WHAT YOU SHOULD DO: In the entries below, the word "impl" appears on some lines. Copy each of those lines.
Start of Block
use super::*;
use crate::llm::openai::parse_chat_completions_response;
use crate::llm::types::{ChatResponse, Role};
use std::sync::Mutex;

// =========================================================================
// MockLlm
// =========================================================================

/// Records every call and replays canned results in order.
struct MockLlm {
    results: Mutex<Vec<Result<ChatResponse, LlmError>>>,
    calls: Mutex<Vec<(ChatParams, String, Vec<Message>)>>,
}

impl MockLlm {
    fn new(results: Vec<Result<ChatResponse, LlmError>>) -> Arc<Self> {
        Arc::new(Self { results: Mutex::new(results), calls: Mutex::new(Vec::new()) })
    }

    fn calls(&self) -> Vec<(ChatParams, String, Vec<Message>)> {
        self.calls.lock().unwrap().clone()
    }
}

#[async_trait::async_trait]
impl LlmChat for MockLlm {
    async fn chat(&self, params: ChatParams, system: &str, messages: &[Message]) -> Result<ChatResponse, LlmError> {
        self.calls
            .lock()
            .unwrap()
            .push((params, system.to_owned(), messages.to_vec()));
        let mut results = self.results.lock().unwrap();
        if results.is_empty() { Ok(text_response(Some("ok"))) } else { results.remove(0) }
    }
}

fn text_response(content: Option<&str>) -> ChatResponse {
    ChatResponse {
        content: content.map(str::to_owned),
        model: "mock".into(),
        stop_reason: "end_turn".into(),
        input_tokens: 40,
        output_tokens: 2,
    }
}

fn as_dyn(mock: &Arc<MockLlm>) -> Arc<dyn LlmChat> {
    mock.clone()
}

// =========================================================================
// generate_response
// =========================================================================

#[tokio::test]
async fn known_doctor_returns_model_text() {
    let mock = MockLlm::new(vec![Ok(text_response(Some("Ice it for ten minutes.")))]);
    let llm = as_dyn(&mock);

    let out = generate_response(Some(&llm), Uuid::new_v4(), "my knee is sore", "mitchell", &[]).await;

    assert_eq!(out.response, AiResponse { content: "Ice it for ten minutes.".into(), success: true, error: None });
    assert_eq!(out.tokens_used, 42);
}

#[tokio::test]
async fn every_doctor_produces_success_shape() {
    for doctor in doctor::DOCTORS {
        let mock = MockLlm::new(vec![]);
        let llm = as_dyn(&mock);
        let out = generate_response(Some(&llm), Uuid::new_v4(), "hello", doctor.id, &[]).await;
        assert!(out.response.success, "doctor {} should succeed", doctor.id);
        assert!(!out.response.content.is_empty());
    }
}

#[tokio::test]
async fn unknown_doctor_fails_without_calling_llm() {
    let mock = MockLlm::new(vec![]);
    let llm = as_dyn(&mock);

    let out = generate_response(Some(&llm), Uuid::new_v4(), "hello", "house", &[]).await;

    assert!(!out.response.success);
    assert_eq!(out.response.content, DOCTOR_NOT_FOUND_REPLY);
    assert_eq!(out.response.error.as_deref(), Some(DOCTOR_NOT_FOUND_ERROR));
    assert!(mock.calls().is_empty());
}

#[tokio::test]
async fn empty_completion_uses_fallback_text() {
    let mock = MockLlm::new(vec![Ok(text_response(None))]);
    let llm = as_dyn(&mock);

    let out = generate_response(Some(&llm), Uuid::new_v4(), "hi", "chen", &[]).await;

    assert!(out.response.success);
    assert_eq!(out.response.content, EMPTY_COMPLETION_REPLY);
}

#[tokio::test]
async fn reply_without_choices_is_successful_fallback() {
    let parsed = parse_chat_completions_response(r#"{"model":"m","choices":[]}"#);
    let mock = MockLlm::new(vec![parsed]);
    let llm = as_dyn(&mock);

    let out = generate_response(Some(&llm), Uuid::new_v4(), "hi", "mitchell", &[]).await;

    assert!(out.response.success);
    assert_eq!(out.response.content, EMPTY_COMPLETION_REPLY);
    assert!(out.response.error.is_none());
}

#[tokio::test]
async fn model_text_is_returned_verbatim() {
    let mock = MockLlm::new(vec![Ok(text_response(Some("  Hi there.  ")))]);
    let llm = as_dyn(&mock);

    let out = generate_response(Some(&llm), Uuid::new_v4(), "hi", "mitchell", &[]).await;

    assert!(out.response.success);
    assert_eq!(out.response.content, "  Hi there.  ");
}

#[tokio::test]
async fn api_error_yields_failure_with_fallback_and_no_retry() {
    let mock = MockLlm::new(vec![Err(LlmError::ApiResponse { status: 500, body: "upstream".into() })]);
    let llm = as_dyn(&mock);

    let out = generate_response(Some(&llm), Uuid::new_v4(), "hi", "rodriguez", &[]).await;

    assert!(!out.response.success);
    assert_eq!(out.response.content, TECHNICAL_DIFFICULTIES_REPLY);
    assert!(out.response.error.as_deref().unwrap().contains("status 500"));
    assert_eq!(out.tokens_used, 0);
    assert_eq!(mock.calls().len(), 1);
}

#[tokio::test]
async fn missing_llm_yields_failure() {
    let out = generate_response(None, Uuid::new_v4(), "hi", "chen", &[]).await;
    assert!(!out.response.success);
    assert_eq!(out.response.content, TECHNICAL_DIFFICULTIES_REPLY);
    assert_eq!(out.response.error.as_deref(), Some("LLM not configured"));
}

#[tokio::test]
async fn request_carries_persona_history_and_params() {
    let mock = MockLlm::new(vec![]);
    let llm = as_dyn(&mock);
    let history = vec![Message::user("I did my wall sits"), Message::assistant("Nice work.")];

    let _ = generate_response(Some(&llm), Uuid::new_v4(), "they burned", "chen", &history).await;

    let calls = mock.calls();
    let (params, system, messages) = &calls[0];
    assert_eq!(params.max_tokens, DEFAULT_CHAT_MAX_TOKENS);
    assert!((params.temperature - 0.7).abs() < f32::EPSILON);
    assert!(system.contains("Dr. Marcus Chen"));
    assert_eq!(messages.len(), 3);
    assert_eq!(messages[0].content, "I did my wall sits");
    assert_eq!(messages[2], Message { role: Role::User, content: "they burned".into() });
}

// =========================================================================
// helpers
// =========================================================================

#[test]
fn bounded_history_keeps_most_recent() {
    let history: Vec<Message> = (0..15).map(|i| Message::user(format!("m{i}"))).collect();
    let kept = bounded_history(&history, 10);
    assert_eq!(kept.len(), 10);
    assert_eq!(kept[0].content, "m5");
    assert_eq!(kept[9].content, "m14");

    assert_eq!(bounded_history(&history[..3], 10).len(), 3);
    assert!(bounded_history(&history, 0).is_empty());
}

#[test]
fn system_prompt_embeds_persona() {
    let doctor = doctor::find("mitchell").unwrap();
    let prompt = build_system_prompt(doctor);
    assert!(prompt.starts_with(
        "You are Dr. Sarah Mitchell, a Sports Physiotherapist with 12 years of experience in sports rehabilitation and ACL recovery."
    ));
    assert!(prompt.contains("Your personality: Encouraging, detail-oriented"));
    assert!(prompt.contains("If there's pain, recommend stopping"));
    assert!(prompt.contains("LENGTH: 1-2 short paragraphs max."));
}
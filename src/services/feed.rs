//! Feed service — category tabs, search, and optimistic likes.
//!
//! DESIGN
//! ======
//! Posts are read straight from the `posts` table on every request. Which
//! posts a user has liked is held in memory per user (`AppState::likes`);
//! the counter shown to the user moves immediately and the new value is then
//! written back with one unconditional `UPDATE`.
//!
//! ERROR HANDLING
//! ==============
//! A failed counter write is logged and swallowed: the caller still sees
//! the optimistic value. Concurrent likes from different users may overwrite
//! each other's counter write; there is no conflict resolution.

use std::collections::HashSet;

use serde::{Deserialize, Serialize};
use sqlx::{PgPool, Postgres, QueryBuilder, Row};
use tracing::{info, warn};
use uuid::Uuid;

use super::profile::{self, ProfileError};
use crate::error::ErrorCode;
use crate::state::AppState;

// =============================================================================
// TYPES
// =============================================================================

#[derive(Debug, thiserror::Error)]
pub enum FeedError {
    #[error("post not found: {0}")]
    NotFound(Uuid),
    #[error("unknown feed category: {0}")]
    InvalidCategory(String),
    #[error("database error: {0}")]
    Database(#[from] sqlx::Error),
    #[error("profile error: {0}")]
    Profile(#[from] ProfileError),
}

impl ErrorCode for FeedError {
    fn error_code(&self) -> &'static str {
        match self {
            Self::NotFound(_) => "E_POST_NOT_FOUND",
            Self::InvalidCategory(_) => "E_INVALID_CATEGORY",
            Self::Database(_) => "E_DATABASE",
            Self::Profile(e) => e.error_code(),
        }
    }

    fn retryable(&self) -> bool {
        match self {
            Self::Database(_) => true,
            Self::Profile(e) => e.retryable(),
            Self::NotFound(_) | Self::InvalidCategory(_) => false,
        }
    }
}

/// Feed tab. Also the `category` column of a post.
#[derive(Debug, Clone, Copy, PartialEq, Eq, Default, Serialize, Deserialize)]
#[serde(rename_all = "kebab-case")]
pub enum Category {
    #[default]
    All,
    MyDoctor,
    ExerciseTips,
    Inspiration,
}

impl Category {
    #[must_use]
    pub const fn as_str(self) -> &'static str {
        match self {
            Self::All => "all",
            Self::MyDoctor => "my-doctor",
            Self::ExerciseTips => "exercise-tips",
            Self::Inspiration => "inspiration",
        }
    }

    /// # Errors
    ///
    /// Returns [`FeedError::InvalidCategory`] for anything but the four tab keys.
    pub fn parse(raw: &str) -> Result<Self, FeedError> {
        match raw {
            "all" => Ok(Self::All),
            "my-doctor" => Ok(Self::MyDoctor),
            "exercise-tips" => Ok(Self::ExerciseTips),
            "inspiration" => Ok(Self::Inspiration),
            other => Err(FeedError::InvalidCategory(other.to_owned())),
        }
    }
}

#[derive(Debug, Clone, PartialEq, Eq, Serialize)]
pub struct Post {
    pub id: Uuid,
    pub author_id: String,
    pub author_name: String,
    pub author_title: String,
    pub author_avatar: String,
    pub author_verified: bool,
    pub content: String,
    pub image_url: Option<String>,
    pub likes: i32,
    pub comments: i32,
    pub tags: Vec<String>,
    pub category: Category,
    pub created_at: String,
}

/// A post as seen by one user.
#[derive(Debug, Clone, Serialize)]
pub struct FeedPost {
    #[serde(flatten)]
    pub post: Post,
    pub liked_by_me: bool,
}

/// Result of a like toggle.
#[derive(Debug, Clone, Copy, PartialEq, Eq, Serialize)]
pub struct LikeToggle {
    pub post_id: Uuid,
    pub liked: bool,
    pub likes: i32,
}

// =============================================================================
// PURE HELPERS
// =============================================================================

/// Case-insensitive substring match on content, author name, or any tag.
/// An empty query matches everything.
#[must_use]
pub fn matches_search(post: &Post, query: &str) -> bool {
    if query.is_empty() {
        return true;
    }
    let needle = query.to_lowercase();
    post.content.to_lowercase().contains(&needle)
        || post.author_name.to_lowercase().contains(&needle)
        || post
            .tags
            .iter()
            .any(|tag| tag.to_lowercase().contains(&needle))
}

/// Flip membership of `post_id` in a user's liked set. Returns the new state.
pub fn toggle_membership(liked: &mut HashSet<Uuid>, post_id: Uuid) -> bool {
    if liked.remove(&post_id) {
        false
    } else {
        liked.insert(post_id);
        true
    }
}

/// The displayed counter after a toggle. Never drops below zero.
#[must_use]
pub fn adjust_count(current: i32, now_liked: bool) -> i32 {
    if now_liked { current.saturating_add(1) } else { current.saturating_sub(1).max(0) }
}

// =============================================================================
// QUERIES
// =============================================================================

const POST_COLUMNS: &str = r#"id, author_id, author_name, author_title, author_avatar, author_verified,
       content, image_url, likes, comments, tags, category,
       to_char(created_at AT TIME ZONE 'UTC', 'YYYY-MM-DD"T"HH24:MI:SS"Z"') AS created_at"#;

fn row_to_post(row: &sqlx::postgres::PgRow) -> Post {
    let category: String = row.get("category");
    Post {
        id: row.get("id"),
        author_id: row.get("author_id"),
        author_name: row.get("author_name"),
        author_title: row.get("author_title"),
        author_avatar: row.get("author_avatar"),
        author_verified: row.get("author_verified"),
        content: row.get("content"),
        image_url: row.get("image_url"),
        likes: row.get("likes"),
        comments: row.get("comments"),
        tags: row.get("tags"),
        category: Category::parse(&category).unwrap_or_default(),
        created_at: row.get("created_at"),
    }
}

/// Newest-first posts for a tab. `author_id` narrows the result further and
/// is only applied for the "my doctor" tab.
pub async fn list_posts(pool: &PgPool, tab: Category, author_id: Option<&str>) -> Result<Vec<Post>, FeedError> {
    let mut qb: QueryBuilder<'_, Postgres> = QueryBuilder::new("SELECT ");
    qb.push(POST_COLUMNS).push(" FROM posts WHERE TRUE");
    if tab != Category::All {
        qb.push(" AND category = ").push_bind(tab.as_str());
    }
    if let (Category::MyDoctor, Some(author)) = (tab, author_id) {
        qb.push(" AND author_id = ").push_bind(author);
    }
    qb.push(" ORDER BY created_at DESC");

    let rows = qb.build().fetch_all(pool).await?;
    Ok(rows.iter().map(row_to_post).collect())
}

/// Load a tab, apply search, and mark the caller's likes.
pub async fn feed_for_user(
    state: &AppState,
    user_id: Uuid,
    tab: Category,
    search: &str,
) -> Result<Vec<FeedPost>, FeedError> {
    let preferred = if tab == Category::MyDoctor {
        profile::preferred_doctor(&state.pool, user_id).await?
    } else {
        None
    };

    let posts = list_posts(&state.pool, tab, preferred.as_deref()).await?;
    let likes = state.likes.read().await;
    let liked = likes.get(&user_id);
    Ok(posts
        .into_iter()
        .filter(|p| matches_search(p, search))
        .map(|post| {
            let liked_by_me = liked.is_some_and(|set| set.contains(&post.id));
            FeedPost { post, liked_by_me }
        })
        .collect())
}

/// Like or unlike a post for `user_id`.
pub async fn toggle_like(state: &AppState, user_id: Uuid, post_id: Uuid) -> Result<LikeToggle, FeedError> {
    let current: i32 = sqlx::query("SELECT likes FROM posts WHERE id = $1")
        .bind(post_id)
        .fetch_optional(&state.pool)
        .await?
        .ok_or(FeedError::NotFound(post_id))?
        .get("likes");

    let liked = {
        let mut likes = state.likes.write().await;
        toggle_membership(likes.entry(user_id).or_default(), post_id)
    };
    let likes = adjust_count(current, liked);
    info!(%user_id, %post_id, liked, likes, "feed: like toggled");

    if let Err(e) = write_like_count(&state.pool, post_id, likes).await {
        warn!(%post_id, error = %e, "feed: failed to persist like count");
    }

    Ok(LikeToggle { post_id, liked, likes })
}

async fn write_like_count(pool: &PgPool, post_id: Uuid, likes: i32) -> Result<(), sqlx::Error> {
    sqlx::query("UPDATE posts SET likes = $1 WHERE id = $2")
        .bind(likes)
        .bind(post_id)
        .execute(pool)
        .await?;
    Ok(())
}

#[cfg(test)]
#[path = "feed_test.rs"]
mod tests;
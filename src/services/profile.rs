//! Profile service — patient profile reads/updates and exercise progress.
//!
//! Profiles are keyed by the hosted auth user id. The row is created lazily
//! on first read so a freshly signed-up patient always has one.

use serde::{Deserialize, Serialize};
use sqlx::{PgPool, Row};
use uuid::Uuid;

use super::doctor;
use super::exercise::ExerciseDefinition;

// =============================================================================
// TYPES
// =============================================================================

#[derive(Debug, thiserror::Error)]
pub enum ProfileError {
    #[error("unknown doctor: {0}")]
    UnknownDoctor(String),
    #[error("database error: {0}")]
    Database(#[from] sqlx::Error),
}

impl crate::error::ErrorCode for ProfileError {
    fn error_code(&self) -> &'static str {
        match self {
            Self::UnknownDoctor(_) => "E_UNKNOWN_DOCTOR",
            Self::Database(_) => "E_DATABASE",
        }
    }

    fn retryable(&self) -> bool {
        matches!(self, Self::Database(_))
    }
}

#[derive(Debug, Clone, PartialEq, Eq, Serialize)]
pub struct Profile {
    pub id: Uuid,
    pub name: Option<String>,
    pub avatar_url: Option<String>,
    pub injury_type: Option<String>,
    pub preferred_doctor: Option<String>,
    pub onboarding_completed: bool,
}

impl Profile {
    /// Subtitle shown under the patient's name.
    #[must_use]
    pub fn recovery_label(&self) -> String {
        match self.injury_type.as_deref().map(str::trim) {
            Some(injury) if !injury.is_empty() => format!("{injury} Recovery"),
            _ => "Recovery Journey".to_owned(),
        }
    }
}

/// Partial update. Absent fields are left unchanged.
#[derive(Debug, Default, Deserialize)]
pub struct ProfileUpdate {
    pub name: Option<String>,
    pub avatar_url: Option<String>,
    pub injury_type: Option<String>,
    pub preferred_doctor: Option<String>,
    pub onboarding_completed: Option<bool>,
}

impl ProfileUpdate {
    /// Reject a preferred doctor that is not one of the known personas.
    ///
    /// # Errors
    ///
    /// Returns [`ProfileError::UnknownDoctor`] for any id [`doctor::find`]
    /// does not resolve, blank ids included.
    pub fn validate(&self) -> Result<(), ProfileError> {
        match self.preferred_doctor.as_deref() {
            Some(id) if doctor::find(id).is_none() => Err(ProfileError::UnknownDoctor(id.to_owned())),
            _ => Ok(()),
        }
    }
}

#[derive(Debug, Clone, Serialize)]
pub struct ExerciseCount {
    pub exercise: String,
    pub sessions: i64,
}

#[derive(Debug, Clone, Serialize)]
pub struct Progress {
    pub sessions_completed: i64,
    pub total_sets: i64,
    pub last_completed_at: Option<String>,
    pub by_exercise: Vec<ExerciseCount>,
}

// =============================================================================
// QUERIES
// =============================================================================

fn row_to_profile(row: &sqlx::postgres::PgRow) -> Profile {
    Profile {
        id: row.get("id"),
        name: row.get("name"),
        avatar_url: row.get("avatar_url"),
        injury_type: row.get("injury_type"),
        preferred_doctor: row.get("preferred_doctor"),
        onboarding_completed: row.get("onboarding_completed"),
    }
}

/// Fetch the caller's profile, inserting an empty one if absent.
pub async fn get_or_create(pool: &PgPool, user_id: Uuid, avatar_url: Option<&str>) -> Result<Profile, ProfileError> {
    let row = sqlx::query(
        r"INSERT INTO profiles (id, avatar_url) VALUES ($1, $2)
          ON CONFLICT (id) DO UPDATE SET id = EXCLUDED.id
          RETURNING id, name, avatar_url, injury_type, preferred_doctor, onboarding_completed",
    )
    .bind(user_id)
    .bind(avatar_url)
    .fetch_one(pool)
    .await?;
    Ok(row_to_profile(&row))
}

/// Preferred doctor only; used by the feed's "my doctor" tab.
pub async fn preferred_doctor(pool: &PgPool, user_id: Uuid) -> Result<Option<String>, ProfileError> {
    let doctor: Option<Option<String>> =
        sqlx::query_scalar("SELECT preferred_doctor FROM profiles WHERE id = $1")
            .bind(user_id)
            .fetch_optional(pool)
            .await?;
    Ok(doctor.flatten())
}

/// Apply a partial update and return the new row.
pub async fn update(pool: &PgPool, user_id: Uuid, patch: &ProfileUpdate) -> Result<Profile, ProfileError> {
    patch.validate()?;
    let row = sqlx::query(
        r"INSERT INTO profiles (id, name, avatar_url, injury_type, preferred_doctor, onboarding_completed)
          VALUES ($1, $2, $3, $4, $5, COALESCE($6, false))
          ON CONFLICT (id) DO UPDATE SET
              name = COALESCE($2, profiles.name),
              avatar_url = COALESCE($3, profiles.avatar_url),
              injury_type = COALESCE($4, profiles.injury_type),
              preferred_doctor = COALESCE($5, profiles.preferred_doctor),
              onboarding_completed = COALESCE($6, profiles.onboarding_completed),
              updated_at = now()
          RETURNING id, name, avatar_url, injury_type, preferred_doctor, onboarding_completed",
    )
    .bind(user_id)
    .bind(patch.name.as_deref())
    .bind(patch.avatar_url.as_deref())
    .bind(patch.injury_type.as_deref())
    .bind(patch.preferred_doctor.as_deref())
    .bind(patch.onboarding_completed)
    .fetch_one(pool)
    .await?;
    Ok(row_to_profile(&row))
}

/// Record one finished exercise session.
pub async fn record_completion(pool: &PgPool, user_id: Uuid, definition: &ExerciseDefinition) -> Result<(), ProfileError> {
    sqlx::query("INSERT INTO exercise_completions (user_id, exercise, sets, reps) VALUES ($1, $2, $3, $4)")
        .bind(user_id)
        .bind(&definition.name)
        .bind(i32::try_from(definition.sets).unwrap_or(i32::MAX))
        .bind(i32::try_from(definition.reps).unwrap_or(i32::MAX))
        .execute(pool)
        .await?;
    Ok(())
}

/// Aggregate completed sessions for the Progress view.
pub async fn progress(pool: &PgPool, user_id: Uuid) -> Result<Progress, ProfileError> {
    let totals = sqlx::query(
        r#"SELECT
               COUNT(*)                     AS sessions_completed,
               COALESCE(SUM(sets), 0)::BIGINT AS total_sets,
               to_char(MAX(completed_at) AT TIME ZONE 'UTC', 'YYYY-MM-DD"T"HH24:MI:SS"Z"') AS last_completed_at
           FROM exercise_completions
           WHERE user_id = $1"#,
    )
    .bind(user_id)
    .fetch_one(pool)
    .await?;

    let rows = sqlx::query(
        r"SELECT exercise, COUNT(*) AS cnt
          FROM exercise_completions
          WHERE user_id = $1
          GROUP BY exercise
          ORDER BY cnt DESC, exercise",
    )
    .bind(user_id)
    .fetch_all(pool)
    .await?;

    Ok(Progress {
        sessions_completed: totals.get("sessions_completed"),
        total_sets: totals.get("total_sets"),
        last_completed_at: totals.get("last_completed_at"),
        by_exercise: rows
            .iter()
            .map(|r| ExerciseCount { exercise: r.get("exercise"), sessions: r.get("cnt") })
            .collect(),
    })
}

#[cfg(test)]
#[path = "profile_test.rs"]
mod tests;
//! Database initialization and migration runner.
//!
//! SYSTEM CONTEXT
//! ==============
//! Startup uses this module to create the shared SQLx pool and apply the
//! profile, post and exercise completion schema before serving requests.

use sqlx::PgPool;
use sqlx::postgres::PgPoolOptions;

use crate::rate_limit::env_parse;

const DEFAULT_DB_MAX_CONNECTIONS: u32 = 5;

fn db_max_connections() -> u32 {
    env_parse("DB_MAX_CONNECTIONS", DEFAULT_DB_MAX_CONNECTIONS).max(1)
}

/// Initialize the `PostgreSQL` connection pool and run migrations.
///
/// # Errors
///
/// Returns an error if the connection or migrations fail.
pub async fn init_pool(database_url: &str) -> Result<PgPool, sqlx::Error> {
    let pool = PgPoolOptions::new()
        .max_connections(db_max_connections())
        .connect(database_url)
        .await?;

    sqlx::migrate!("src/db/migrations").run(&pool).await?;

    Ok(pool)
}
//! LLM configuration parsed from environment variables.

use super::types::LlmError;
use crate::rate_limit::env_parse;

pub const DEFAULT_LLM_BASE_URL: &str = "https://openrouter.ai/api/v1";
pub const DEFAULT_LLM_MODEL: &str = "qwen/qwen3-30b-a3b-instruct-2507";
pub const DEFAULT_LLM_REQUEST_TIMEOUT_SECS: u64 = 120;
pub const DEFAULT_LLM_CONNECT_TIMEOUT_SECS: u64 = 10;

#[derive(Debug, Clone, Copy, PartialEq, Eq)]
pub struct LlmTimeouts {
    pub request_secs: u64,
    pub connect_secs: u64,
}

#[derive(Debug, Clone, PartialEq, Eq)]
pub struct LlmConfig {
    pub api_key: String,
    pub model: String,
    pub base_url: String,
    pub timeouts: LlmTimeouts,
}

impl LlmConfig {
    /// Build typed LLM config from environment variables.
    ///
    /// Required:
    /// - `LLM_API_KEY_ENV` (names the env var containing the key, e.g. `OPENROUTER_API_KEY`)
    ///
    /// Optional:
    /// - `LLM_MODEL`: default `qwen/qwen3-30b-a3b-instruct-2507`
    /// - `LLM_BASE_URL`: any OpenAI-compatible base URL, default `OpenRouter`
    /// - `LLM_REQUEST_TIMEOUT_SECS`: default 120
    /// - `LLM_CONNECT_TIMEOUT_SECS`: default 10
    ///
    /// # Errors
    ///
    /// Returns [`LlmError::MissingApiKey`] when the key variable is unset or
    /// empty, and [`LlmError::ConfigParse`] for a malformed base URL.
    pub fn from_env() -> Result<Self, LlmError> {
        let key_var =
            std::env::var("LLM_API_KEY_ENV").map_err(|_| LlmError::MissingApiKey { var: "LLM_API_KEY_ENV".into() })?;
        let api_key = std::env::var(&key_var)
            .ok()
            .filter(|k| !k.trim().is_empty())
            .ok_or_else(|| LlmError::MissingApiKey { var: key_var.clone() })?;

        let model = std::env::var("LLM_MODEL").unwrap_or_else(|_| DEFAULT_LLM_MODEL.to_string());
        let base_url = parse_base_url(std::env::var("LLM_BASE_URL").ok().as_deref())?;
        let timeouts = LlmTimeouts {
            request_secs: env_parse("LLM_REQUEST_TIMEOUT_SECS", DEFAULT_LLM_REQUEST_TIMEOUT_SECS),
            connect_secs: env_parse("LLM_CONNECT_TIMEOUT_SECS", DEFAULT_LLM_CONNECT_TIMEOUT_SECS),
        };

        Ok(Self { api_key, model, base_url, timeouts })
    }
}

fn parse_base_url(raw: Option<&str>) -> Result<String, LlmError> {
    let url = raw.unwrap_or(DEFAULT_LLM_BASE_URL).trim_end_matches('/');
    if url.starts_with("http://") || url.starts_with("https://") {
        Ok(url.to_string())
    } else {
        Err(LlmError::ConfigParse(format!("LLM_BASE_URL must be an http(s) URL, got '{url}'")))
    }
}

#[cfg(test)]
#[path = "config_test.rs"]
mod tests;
End of Block
PROBLEM SOLUTION:
impl MockLlm {
impl LlmChat for MockLlm {
impl ErrorCode for FeedError {
impl Category {
impl crate::error::ErrorCode for ProfileError {
impl Profile {
impl ProfileUpdate {
impl LlmConfig {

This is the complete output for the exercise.